An Assembly Language

BUFFER OVERFLOW 3

An Assembly Language

Introduction

Basic of x86 Architecture

Assembly Language

Compiler, Assembler & Linker

Function Operation

Stack

Stack Operation

Stack based Buffer Overflow

Shellcode: The Payload

Vulnerability & Exploit Examples

Another BOF ‘Research‘

THE ASSEMBLY LANGUAGE

Some knowledge of assembly is necessary in order to understand the operation of the buffer overflow exploits.  There are essentially three kinds of languages:


Language


Description


Example


Machine Language


This is what the computer actually sees and deals with. Every command the computer sees is given as a number or sequence of numbers.  It is in binary, normally presented in hex to simplify and be more readable.


83 ec 08 -> sub $0x8,%esp

83 e4 f0 -> and $0xfffffff0,%esp

b8 00 00 00 00 -> mov $0x0,%eax

83 c0 0f -> add $0xf,%eax


Assembly Language


This is the same as machine language, except the command numbers have been replaced by letter sequences which are more readable and easier to memorize.


AT&T:

push   %ebp

sub    $0x8,%esp

movb   $0x41,0xffffffff(%ebp)

Intel:

push ebp

mov  ebp, esp

sub  esp, 0C0h

HLA (High Level Assembly):

program HelloWorld;

#include( "stdlib.hhf" )

begin HelloWorld;

stdout.put( "Hello, World of Assembly Language", nl );

end HelloWorld;


High-Level Language


High-level languages are there to make programming easier. Assembly language requires you to work with the machine itself. High-level languages allow you to describe the program in a more natural language. A single command in a high-level language usually is equivalent to several commands in an assembly language.  Readability is the best.


C/C++:

#include <stdio.h>

int main()

{

char name[20];

return 0;

}


Table 1: Kind of languages.

Assembly is a symbolic language that is assembled into machine language by an assembler. In other words, assembly is a mnemonic statement that corresponds directly to processor-specific instructions. Each type of processor has its own instruction set and thus its own assembly language. Assembly deals directly with the registers of the processor and memory locations.  There are some general rules that are typically true for most assembly languages are listed below:

  • Source can be memory, register or constant.
  • Destination can be memory or non-segment register.
  • Only one of source and destination can be memory.
  • Source and destination must be same size.

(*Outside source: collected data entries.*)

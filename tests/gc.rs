use shed::{Interp, Value};

fn eval(interp: &mut Interp, src: &str) -> Value {
    interp
        .eval_str(src)
        .unwrap_or_else(|err| panic!("failed to eval `{}`: {}", src, err))
}

#[test]
fn cyclic_garbage_is_collected() {
    let mut it = Interp::new();
    eval(
        &mut it,
        "(define (churn n)
           (if (= n 0)
               'done
               (let ((c (cons 1 2)))
                 (set-cdr! c c)
                 (churn (- n 1)))))",
    );
    eval(&mut it, "(churn 5000)");
    let before = it.heap.live_count();
    it.gc_now();
    let after = it.heap.live_count();
    assert!(
        after < before,
        "expected collection to reclaim cells ({} -> {})",
        before,
        after
    );
}

#[test]
fn protected_values_survive_collection() {
    let mut it = Interp::new();
    let v = eval(&mut it, "(list 1 2 3)");
    let slot = it.gc_protect(v);
    eval(
        &mut it,
        "(let loop ((n 2000)) (if (= n 0) 'done (begin (cons n n) (loop (- n 1)))))",
    );
    it.gc_now();
    assert!(v.is_eq(it.gc_protected_at(slot)));
    assert_eq!(it.object_to_string(v), "(1 2 3)");
    it.gc_unprotect_at(slot);
    assert_eq!(it.gc_protected_at(slot), Value::Undefined);
}

#[test]
fn protection_slots_are_reused() {
    let mut it = Interp::new();
    let a = eval(&mut it, "(cons 1 2)");
    let b = eval(&mut it, "(cons 3 4)");
    let s1 = it.gc_protect(a);
    let s2 = it.gc_protect(b);
    assert_ne!(s1, s2);
    it.gc_unprotect_at(s1);
    let s3 = it.gc_protect(b);
    assert_eq!(s1, s3);
    it.gc_unprotect_at(s2);
    it.gc_unprotect_at(s3);
}

#[test]
fn globals_survive_repeated_collections() {
    let mut it = Interp::new();
    eval(&mut it, "(define keep (list 'a 'b (vector 1 2) \"s\"))");
    for _ in 0..3 {
        eval(
            &mut it,
            "(let loop ((n 1000)) (if (= n 0) #t (begin (list n n n) (loop (- n 1)))))",
        );
        it.gc_now();
    }
    let kept = eval(&mut it, "keep");
    assert_eq!(it.object_to_string(kept), "(a b #(1 2) \"s\")");
}

#[test]
fn disabling_gc_defers_collection() {
    let mut it = Interp::new();
    it.gc_on(false);
    eval(
        &mut it,
        "(let loop ((n 500)) (if (= n 0) 'done (begin (cons n n) (loop (- n 1)))))",
    );
    let piled = it.heap.live_count();
    it.gc_on(true);
    // an explicit request reclaims the pile
    it.gc_now();
    assert!(it.heap.live_count() < piled);
}

#[test]
fn closure_environments_are_retained() {
    let mut it = Interp::new();
    eval(
        &mut it,
        "(define f (let ((secret 1234)) (lambda () secret)))",
    );
    eval(
        &mut it,
        "(let loop ((n 3000)) (if (= n 0) 'done (begin (cons n n) (loop (- n 1)))))",
    );
    it.gc_now();
    assert_eq!(eval(&mut it, "(f)"), Value::Int(1234));
}

#[test]
fn heap_grows_rather_than_failing() {
    let mut it = Interp::new();
    let start = it.heap.total_cells();
    it.gc_on(false);
    eval(
        &mut it,
        "(define (build n acc) (if (= n 0) acc (build (- n 1) (cons n acc))))",
    );
    eval(&mut it, "(define big (build 100000 '()))");
    assert!(it.heap.total_cells() >= start);
    assert_eq!(eval(&mut it, "(length big)"), Value::Int(100000));
    it.gc_on(true);
}

#[test]
fn scheme_level_gc_builtin() {
    let mut it = Interp::new();
    eval(&mut it, "(define keep '(1 2 3))");
    eval(&mut it, "(gc)");
    let kept = eval(&mut it, "keep");
    assert_eq!(it.object_to_string(kept), "(1 2 3)");
    // (gc #f) turns collection off, (gc #t) back on
    eval(&mut it, "(gc #f)");
    assert!(!it.heap.gc_enabled());
    eval(&mut it, "(gc #t)");
    assert!(it.heap.gc_enabled());
}
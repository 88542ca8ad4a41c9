use crate::value::SymbolId;
use rustc_hash::FxHashMap;

/// Interned symbol table. Each unique symbol name maps to a unique SymbolId,
/// so `(eq? 'foo 'foo)` holds and environment lookup compares ids, never
/// strings. One table per interpreter instance.
pub struct SymbolTable {
    name_to_id: FxHashMap<String, SymbolId>,
    id_to_name: Vec<String>,
    gensym_counter: u64,
}

/// Well-known symbol IDs, pre-interned at startup.
/// These must match the order of interning in SymbolTable::new().
pub mod sym {
    use crate::value::SymbolId;

    // special forms
    pub const QUOTE: SymbolId = SymbolId(0);
    pub const QUASIQUOTE: SymbolId = SymbolId(1);
    pub const UNQUOTE: SymbolId = SymbolId(2);
    pub const UNQUOTE_SPLICING: SymbolId = SymbolId(3);
    pub const IF: SymbolId = SymbolId(4);
    pub const DEFINE: SymbolId = SymbolId(5);
    pub const DEFINE_STAR: SymbolId = SymbolId(6);
    pub const SET: SymbolId = SymbolId(7);
    pub const LAMBDA: SymbolId = SymbolId(8);
    pub const LAMBDA_STAR: SymbolId = SymbolId(9);
    pub const LET: SymbolId = SymbolId(10);
    pub const LET_STAR: SymbolId = SymbolId(11);
    pub const LETREC: SymbolId = SymbolId(12);
    pub const BEGIN: SymbolId = SymbolId(13);
    pub const AND: SymbolId = SymbolId(14);
    pub const OR: SymbolId = SymbolId(15);
    pub const COND: SymbolId = SymbolId(16);
    pub const WHEN: SymbolId = SymbolId(17);
    pub const UNLESS: SymbolId = SymbolId(18);
    pub const DEFINE_MACRO: SymbolId = SymbolId(19);
    pub const DEFINE_MACRO_STAR: SymbolId = SymbolId(20);
    pub const DELAY: SymbolId = SymbolId(21);
    pub const ELSE: SymbolId = SymbolId(22);

    // names the evaluator builds code with
    pub const LIST: SymbolId = SymbolId(23);
    pub const APPEND: SymbolId = SymbolId(24);
    pub const CONS: SymbolId = SymbolId(25);

    // condition tags
    pub const ERROR: SymbolId = SymbolId(26);
    pub const WRONG_TYPE_ARG: SymbolId = SymbolId(27);
    pub const OUT_OF_RANGE: SymbolId = SymbolId(28);
    pub const WRONG_NUMBER_OF_ARGS: SymbolId = SymbolId(29);
    pub const UNBOUND_VARIABLE: SymbolId = SymbolId(30);
    pub const DIVISION_BY_ZERO: SymbolId = SymbolId(31);
    pub const READ_ERROR: SymbolId = SymbolId(32);
    pub const IO_ERROR: SymbolId = SymbolId(33);
    pub const INTERNAL_ERROR: SymbolId = SymbolId(34);

    // markers
    pub const REST: SymbolId = SymbolId(35);
    pub const FALLBACK: SymbolId = SymbolId(36);
    pub const ARROW: SymbolId = SymbolId(37); // "=>" in cond clauses

    pub const SYNTAX_ERROR: SymbolId = SymbolId(38);
}

impl SymbolTable {
    /// Create a new symbol table with all well-known symbols pre-interned.
    /// The order MUST match the constants in the `sym` module above.
    pub fn new() -> Self {
        let names = [
            "quote",
            "quasiquote",
            "unquote",
            "unquote-splicing",
            "if",
            "define",
            "define*",
            "set!",
            "lambda",
            "lambda*",
            "let",
            "let*",
            "letrec",
            "begin",
            "and",
            "or",
            "cond",
            "when",
            "unless",
            "define-macro",
            "define-macro*",
            "delay",
            "else",
            "list",
            "append",
            "cons",
            "error",
            "wrong-type-arg",
            "out-of-range",
            "wrong-number-of-args",
            "unbound-variable",
            "division-by-zero",
            "read-error",
            "io-error",
            "internal-error",
            "rest",
            "*fallback*",
            "=>",
            "syntax-error",
        ];

        let mut name_to_id = FxHashMap::default();
        let mut id_to_name = Vec::new();

        for (i, name) in names.iter().enumerate() {
            let id = SymbolId(i as u32);
            name_to_id.insert(name.to_string(), id);
            id_to_name.push(name.to_string());
        }

        SymbolTable {
            name_to_id,
            id_to_name,
            gensym_counter: 0,
        }
    }

    /// Intern a symbol name. Returns the existing ID if already interned,
    /// or creates a new one.
    pub fn intern(&mut self, name: &str) -> SymbolId {
        if let Some(&id) = self.name_to_id.get(name) {
            return id;
        }
        let id = SymbolId(self.id_to_name.len() as u32);
        self.name_to_id.insert(name.to_string(), id);
        self.id_to_name.push(name.to_string());
        id
    }

    /// Look up a symbol name by its ID.
    pub fn name(&self, id: SymbolId) -> &str {
        &self.id_to_name[id.0 as usize]
    }

    /// Look up a symbol ID by name, without interning.
    pub fn lookup(&self, name: &str) -> Option<SymbolId> {
        self.name_to_id.get(name).copied()
    }

    /// A fresh symbol ("{prefix}-N"). The name is interned like any other
    /// so identity comparison works, but the braces and counter keep it
    /// from colliding with anything the reader can produce.
    pub fn gensym(&mut self, prefix: &str) -> SymbolId {
        self.gensym_counter += 1;
        let name = format!("{{{}}}-{}", prefix, self.gensym_counter);
        self.intern(&name)
    }

    /// Total number of interned symbols.
    pub fn count(&self) -> usize {
        self.id_to_name.len()
    }
}

impl Default for SymbolTable {
    fn default() -> Self {
        Self::new()
    }
}

#[cfg(test)]
mod tests {
    use super::*;

    #[test]
    fn interning_is_idempotent() {
        let mut t = SymbolTable::new();
        let a = t.intern("hello");
        let b = t.intern("hello");
        assert_eq!(a, b);
        assert_eq!(t.name(a), "hello");
    }

    #[test]
    fn well_known_ids_line_up() {
        let t = SymbolTable::new();
        assert_eq!(t.lookup("quote"), Some(sym::QUOTE));
        assert_eq!(t.lookup("set!"), Some(sym::SET));
        assert_eq!(t.lookup("lambda*"), Some(sym::LAMBDA_STAR));
        assert_eq!(
            t.lookup("wrong-number-of-args"),
            Some(sym::WRONG_NUMBER_OF_ARGS)
        );
        assert_eq!(t.lookup("=>"), Some(sym::ARROW));
    }

    #[test]
    fn gensyms_are_fresh() {
        let mut t = SymbolTable::new();
        let a = t.gensym("tmp");
        let b = t.gensym("tmp");
        assert_ne!(a, b);
    }
}
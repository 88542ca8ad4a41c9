use std::fmt::Write as _;

use rustc_hash::FxHashSet;

use crate::error::Condition;
use crate::heap::{ClosureKind, Heap, Obj, PortObj};
use crate::symbol::{sym, SymbolTable};
use crate::value::{ObjId, Value};

/// Print a value read-compatibly where possible (`write` semantics).
pub fn write_value(heap: &Heap, symbols: &SymbolTable, val: Value) -> String {
    let mut p = Printer::new(heap, symbols, false);
    p.print(val);
    p.out
}

/// Print a value for humans: raw strings and characters.
pub fn display_value(heap: &Heap, symbols: &SymbolTable, val: Value) -> String {
    let mut p = Printer::new(heap, symbols, true);
    p.print(val);
    p.out
}

struct Printer<'a> {
    heap: &'a Heap,
    symbols: &'a SymbolTable,
    display: bool,
    /// Cells on the current print path; a revisit is a cycle.
    path: FxHashSet<u32>,
    out: String,
}

impl<'a> Printer<'a> {
    fn new(heap: &'a Heap, symbols: &'a SymbolTable, display: bool) -> Self {
        Printer {
            heap,
            symbols,
            display,
            path: FxHashSet::default(),
            out: String::new(),
        }
    }

    fn print(&mut self, val: Value) {
        match val {
            Value::Nil => self.out.push_str("()"),
            Value::Bool(true) => self.out.push_str("#t"),
            Value::Bool(false) => self.out.push_str("#f"),
            Value::Int(n) => {
                let _ = write!(self.out, "{}", n);
            }
            Value::Ratio(n, d) => {
                let _ = write!(self.out, "{}/{}", n, d);
            }
            Value::Real(r) => self.print_real(r),
            Value::Complex(re, im) => {
                self.print_real(re);
                if im >= 0.0 || im.is_nan() {
                    self.out.push('+');
                }
                self.print_real(im);
                self.out.push('i');
            }
            Value::Char(c) => {
                if self.display {
                    self.out.push(c);
                } else {
                    match c {
                        ' ' => self.out.push_str("#\\space"),
                        '\n' => self.out.push_str("#\\newline"),
                        '\t' => self.out.push_str("#\\tab"),
                        '\r' => self.out.push_str("#\\return"),
                        '\0' => self.out.push_str("#\\null"),
                        _ => {
                            self.out.push_str("#\\");
                            self.out.push(c);
                        }
                    }
                }
            }
            Value::Unspecified => self.out.push_str("#<unspecified>"),
            Value::Undefined => self.out.push_str("#<undefined>"),
            Value::Eof => self.out.push_str("#<eof>"),
            Value::Symbol(s) => self.out.push_str(self.symbols.name(s)),
            Value::Keyword(s) => {
                self.out.push(':');
                self.out.push_str(self.symbols.name(s));
            }
            Value::Str(id) => {
                if self.display {
                    self.out.push_str(self.heap.string(id));
                } else {
                    self.out.push('"');
                    for c in self.heap.string(id).chars() {
                        match c {
                            '"' => self.out.push_str("\\\""),
                            '\\' => self.out.push_str("\\\\"),
                            '\n' => self.out.push_str("\\n"),
                            '\t' => self.out.push_str("\\t"),
                            _ => self.out.push(c),
                        }
                    }
                    self.out.push('"');
                }
            }
            Value::Pair(id) => {
                if !self.path.insert(id.0) {
                    self.out.push_str("#<cycle>");
                    return;
                }
                if let Some((prefix, inner)) = self.quote_sugar(id) {
                    self.out.push_str(prefix);
                    self.print(inner);
                } else {
                    self.print_list(val);
                }
                self.path.remove(&id.0);
            }
            Value::Vector(id) => {
                if !self.path.insert(id.0) {
                    self.out.push_str("#<cycle>");
                    return;
                }
                self.out.push_str("#(");
                let len = self.heap.vector(id).len();
                for i in 0..len {
                    if i > 0 {
                        self.out.push(' ');
                    }
                    let elem = self.heap.vector(id)[i];
                    self.print(elem);
                }
                self.out.push(')');
                self.path.remove(&id.0);
            }
            Value::IntVector(id) => {
                self.out.push_str("#i(");
                if let Obj::IntVector(v) = self.heap.obj(id) {
                    for (i, n) in v.iter().enumerate() {
                        if i > 0 {
                            self.out.push(' ');
                        }
                        let _ = write!(self.out, "{}", n);
                    }
                }
                self.out.push(')');
            }
            Value::FloatVector(id) => {
                self.out.push_str("#r(");
                if let Obj::FloatVector(v) = self.heap.obj(id) {
                    let items: Vec<f64> = v.clone();
                    for (i, r) in items.iter().enumerate() {
                        if i > 0 {
                            self.out.push(' ');
                        }
                        self.print_real(*r);
                    }
                }
                self.out.push(')');
            }
            Value::HashTable(id) => {
                let n = match self.heap.obj(id) {
                    Obj::HashTable(entries) => entries.len(),
                    _ => 0,
                };
                let _ = write!(self.out, "#<hash-table:{}>", n);
            }
            Value::Let(id) => {
                let n = self.heap.let_obj(id).slots.len();
                let _ = write!(self.out, "#<let:{}>", n);
            }
            Value::Port(id) => {
                let kind = match self.heap.obj(id) {
                    Obj::Port(PortObj::InputString { .. }) => "input-string",
                    Obj::Port(PortObj::OutputString(_)) => "output-string",
                    Obj::Port(PortObj::Stdout) => "stdout",
                    Obj::Port(PortObj::Closed) => "closed",
                    _ => "port",
                };
                let _ = write!(self.out, "#<{}-port>", kind);
            }
            Value::Closure(id) => {
                if let Obj::Closure(c) = self.heap.obj(id) {
                    let what = match c.kind {
                        ClosureKind::Function | ClosureKind::FunctionStar => "lambda",
                        ClosureKind::Macro | ClosureKind::MacroStar => "macro",
                    };
                    match c.name {
                        Some(s) => {
                            let _ = write!(self.out, "#<{} {}>", what, self.symbols.name(s));
                        }
                        None => {
                            let _ = write!(self.out, "#<{}>", what);
                        }
                    }
                }
            }
            Value::Builtin(id) => {
                if let Obj::Builtin(b) = self.heap.obj(id) {
                    let _ = write!(self.out, "#<builtin {}>", b.name);
                }
            }
            Value::Continuation(_) => self.out.push_str("#<continuation>"),
            Value::CObject(id) => {
                if let Obj::CObject(c) = self.heap.obj(id) {
                    let _ = write!(self.out, "#<{}>", self.heap.c_type(c.ctype).name);
                }
            }
            Value::Promise(_) => self.out.push_str("#<promise>"),
        }
    }

    /// Two-element quote-family lists render with reader sugar.
    fn quote_sugar(&self, id: ObjId) -> Option<(&'static str, Value)> {
        let prefix = match self.heap.car(id) {
            Value::Symbol(sym::QUOTE) => "'",
            Value::Symbol(sym::QUASIQUOTE) => "`",
            Value::Symbol(sym::UNQUOTE) => ",",
            Value::Symbol(sym::UNQUOTE_SPLICING) => ",@",
            _ => return None,
        };
        let Value::Pair(tail) = self.heap.cdr(id) else {
            return None;
        };
        if !matches!(self.heap.cdr(tail), Value::Nil) {
            return None;
        }
        Some((prefix, self.heap.car(tail)))
    }

    fn print_real(&mut self, r: f64) {
        if r.is_nan() {
            self.out.push_str("+nan.0");
        } else if r.is_infinite() {
            self.out.push_str(if r > 0.0 { "+inf.0" } else { "-inf.0" });
        } else if r == r.trunc() && r.abs() < 1e16 {
            let _ = write!(self.out, "{:.1}", r);
        } else {
            let _ = write!(self.out, "{}", r);
        }
    }

    fn print_list(&mut self, val: Value) {
        self.out.push('(');
        let mut current = val;
        let mut first = true;
        loop {
            match current {
                Value::Nil => break,
                Value::Pair(id) => {
                    if !first && !self.path.insert(id.0) {
                        self.out.push_str(" . #<cycle>");
                        break;
                    }
                    if !first {
                        self.out.push(' ');
                    }
                    first = false;
                    let car = self.heap.car(id);
                    self.print(car);
                    current = self.heap.cdr(id);
                }
                other => {
                    self.out.push_str(" . ");
                    self.print(other);
                    break;
                }
            }
        }
        self.out.push(')');
        // Clear the spine from the path; stop at the first cell that is
        // already gone so cyclic tails terminate.
        let mut current = val;
        while let Value::Pair(id) = current {
            if !self.path.remove(&id.0) {
                break;
            }
            current = self.heap.cdr(id);
        }
    }

    fn print_template(&mut self, template: &str, args: &[Value]) {
        let mut next = 0;
        let mut chars = template.chars();
        while let Some(c) = chars.next() {
            if c != '~' {
                self.out.push(c);
                continue;
            }
            match chars.next() {
                Some('A') | Some('a') | Some('D') | Some('d') => {
                    let arg = args.get(next).copied().unwrap_or(Value::Unspecified);
                    next += 1;
                    let was = self.display;
                    self.display = true;
                    self.print(arg);
                    self.display = was;
                }
                Some('S') | Some('s') => {
                    let arg = args.get(next).copied().unwrap_or(Value::Unspecified);
                    next += 1;
                    let was = self.display;
                    self.display = false;
                    self.print(arg);
                    self.display = was;
                }
                Some('%') => self.out.push('\n'),
                Some('~') => self.out.push('~'),
                Some(other) => {
                    self.out.push('~');
                    self.out.push(other);
                }
                None => self.out.push('~'),
            }
        }
    }
}

/// Render a condition for the default (uncaught) handler. When the info
/// list starts with a string it is treated as a `~A`/`~S` template over
/// the remaining items; otherwise tag and info are printed directly.
pub fn format_condition(heap: &Heap, symbols: &SymbolTable, cond: Condition) -> String {
    let mut p = Printer::new(heap, symbols, true);
    p.print(cond.tag);
    p.out.push_str(": ");
    let mut formatted = false;
    if let Value::Pair(id) = cond.info {
        if let Value::Str(sid) = heap.car(id) {
            let template = heap.string(sid).to_string();
            let args = heap.list_to_vec(heap.cdr(id)).unwrap_or_default();
            p.print_template(&template, &args);
            formatted = true;
        }
    }
    if !formatted {
        let was = p.display;
        p.display = false;
        let info = cond.info;
        p.print(info);
        p.display = was;
    }
    p.out
}

#[cfg(test)]
mod tests {
    use super::*;
    use crate::symbol::sym;
    use crate::value::Value;

    fn setup() -> (Heap, SymbolTable) {
        (Heap::new(), SymbolTable::new())
    }

    #[test]
    fn writes_basic_values() {
        let (mut h, st) = setup();
        assert_eq!(write_value(&h, &st, Value::Int(42)), "42");
        assert_eq!(write_value(&h, &st, Value::Bool(false)), "#f");
        assert_eq!(write_value(&h, &st, Value::Ratio(1, 2)), "1/2");
        assert_eq!(write_value(&h, &st, Value::Real(2.0)), "2.0");
        assert_eq!(write_value(&h, &st, Value::Char(' ')), "#\\space");
        let s = h.make_string("a\"b");
        assert_eq!(write_value(&h, &st, s), "\"a\\\"b\"");
        assert_eq!(display_value(&h, &st, s), "a\"b");
    }

    #[test]
    fn writes_lists_and_dots() {
        let (mut h, st) = setup();
        let inner = h.cons(Value::Int(2), Value::Int(3));
        let outer = h.cons(Value::Int(1), inner);
        assert_eq!(write_value(&h, &st, outer), "(1 2 . 3)");
    }

    #[test]
    fn cyclic_list_terminates() {
        let (mut h, st) = setup();
        let a = h.cons(Value::Int(1), Value::Nil);
        h.set_cdr(a.obj_id().unwrap(), a);
        let printed = write_value(&h, &st, a);
        assert!(printed.contains("#<cycle>"));
    }

    #[test]
    fn quote_family_prints_as_sugar() {
        let (mut h, mut st) = setup();
        let b = st.intern("b");
        let uq = h.list(&[Value::Symbol(sym::UNQUOTE), Value::Symbol(b)]);
        let a = st.intern("a");
        let body = h.list(&[Value::Symbol(a), uq]);
        let qq = h.list(&[Value::Symbol(sym::QUASIQUOTE), body]);
        assert_eq!(write_value(&h, &st, qq), "`(a ,b)");
        let x = st.intern("x");
        let q = h.list(&[Value::Symbol(sym::QUOTE), Value::Symbol(x)]);
        assert_eq!(write_value(&h, &st, q), "'x");
        // three-element lists are not sugar
        let long = h.list(&[Value::Symbol(sym::QUOTE), Value::Symbol(x), Value::Symbol(x)]);
        assert_eq!(write_value(&h, &st, long), "(quote x x)");
    }

    #[test]
    fn condition_templates_format() {
        let (mut h, mut st) = setup();
        let msg = h.make_string("expected ~S, got ~A");
        let x = st.intern("x");
        let info = h.list(&[msg, Value::Symbol(x), Value::Int(3)]);
        let cond = Condition::new(Value::Symbol(sym::WRONG_TYPE_ARG), info);
        let out = format_condition(&h, &st, cond);
        assert_eq!(out, "wrong-type-arg: expected x, got 3");
    }
}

Opcodes are the actual instructions that a program performs. Each opcode is represented by one line of code, which contains the opcode and the operands that are used by the opcode. The number of operands varies depending on the opcode. The entire suite of opcodes available to a processor is called an instruction set.  Depending on the processor, OS, and disassembler used, the operands may be in reverse order.  For example, on Windows:

MOV dst, src

Is equivalent to:

MOV %src, %dst on Linux.

Windows uses Intel assembly whereas Linux uses AT&T assembly.  Another one you may find is Mac OS (PowerPC) that is Motorola processor instruction set.  High Level Assembly (HLA) also quite popular among programmers.  This paper will use both Windows and AT&T assembly.  Whatever assembly used, there are several common categories of instructions based on their usages as listed in the following Table.


Instruction Category


Meaning


Example


Data Transfer


move from source to destination


mov, lea, les, push, pop, pushf, popf


Arithmetic


arithmetic on integers


add, adc, sub, sbb, mul, imul, div, idiv, cmp, neg, inc, dec, xadd,

cmpxchg


Floating point


arithmetic on floating point


fadd, fsub, fmul, div, cmp


Logical, Shift, Rotate and Bit


bitwise logic operations


and, or, xor, not, shl/sal, shr, sar, shld and  shrd,  ror, rol, rcr andrcl


Control transfer


conditional and unconditional jumps, procedure calls


jmp, jcc, call, ret, int, into, bound.


String


move, compare, input and output


movs, lods, stos, scas, cmps, outs, rep, repz, repe, repnz, repne,ins


I/O


For input and output


in, out


Conversion


Provide assembly data types conversion


movzx, movsx, cbw, cwd, cwde, cdq, bswap, xlat


Miscellaneous


manipulate individual flags, provide special processor services, or handle privileged mode operations


clc, stc, cmc, cld, std, cl, sti


Table 2: Assembly instruction set categories.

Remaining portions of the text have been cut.